(Items from a data source)

____________________

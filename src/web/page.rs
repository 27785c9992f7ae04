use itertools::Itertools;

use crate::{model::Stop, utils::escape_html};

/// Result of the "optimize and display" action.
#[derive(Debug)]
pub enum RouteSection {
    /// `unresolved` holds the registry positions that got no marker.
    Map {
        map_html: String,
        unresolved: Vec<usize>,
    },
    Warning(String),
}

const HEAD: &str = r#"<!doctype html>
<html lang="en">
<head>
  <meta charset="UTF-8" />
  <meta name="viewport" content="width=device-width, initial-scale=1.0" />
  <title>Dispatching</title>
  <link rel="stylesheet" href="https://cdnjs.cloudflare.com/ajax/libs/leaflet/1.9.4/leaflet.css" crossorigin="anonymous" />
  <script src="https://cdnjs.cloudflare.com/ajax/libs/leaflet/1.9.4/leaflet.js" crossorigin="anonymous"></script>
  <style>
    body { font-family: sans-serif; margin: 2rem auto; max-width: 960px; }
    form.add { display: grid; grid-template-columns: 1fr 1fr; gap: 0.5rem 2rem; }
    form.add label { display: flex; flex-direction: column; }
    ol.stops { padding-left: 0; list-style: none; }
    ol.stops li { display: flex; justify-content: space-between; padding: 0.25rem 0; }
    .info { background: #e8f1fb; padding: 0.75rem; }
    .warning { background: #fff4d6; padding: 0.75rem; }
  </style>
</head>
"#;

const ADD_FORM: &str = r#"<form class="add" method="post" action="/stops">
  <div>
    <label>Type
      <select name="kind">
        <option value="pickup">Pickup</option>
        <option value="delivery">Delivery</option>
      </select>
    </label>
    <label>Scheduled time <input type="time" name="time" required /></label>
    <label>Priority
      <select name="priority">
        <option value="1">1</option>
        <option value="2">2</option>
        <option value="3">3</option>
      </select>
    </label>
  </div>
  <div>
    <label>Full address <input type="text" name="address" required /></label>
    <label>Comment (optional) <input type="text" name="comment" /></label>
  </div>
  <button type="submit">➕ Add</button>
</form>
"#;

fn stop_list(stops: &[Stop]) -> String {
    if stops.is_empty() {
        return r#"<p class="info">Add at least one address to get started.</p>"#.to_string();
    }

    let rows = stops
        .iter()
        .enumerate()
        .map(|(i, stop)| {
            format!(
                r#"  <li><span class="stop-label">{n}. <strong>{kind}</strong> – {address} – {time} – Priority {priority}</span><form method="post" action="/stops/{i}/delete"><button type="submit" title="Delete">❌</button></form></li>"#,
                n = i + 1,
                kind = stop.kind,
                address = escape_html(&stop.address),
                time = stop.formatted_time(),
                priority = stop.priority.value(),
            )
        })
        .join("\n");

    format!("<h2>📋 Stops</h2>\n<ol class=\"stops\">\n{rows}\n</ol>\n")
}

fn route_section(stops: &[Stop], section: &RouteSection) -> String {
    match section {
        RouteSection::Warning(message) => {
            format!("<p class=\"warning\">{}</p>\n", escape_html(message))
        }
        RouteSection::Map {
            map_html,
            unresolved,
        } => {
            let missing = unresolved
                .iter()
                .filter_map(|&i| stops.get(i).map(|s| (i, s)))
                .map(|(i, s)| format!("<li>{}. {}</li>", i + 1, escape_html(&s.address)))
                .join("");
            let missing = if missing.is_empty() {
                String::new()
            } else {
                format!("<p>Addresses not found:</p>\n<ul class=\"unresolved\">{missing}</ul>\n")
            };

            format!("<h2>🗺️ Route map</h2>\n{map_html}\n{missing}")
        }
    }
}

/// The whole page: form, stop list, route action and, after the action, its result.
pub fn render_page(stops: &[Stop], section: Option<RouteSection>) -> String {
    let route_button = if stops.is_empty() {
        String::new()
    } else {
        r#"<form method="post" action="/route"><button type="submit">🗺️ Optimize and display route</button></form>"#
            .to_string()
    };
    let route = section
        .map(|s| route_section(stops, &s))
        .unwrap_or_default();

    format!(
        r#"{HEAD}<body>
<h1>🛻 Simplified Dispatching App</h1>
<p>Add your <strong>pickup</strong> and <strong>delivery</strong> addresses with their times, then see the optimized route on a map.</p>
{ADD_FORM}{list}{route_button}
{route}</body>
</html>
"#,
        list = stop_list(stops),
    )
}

____________________

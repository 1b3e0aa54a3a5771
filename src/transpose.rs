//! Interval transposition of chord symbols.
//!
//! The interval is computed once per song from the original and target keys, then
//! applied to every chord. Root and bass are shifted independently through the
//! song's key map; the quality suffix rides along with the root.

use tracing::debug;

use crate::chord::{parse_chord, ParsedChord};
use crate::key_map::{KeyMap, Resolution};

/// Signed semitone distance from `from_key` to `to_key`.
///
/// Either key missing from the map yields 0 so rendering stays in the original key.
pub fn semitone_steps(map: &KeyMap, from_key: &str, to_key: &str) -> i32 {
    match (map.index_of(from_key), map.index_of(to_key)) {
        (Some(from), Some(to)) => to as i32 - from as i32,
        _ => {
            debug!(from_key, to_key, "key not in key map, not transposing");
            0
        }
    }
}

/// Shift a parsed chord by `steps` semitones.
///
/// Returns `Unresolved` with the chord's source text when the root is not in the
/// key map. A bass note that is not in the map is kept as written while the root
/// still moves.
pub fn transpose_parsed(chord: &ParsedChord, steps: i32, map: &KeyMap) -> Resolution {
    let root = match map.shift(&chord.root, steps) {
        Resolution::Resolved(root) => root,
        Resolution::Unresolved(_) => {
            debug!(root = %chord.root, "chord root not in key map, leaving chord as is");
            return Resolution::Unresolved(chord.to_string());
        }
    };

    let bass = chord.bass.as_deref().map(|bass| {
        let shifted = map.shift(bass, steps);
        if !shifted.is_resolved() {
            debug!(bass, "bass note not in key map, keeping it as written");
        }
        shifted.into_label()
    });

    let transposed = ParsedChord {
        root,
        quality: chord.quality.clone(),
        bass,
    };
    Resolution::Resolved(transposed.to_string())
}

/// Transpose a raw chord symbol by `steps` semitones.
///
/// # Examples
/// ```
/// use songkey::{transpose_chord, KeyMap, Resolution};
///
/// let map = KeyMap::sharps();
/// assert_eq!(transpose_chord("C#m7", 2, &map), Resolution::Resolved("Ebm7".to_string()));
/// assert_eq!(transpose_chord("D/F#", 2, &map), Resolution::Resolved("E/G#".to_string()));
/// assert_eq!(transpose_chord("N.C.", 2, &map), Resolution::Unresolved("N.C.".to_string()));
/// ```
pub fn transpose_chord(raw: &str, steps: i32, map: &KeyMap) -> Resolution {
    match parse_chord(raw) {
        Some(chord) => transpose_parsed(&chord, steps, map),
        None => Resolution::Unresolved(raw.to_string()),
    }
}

____________________

▸ **What is needed**
If a line of the entries above includes the word "title", count it; then state the total and nothing else.

▸ **Written response**
2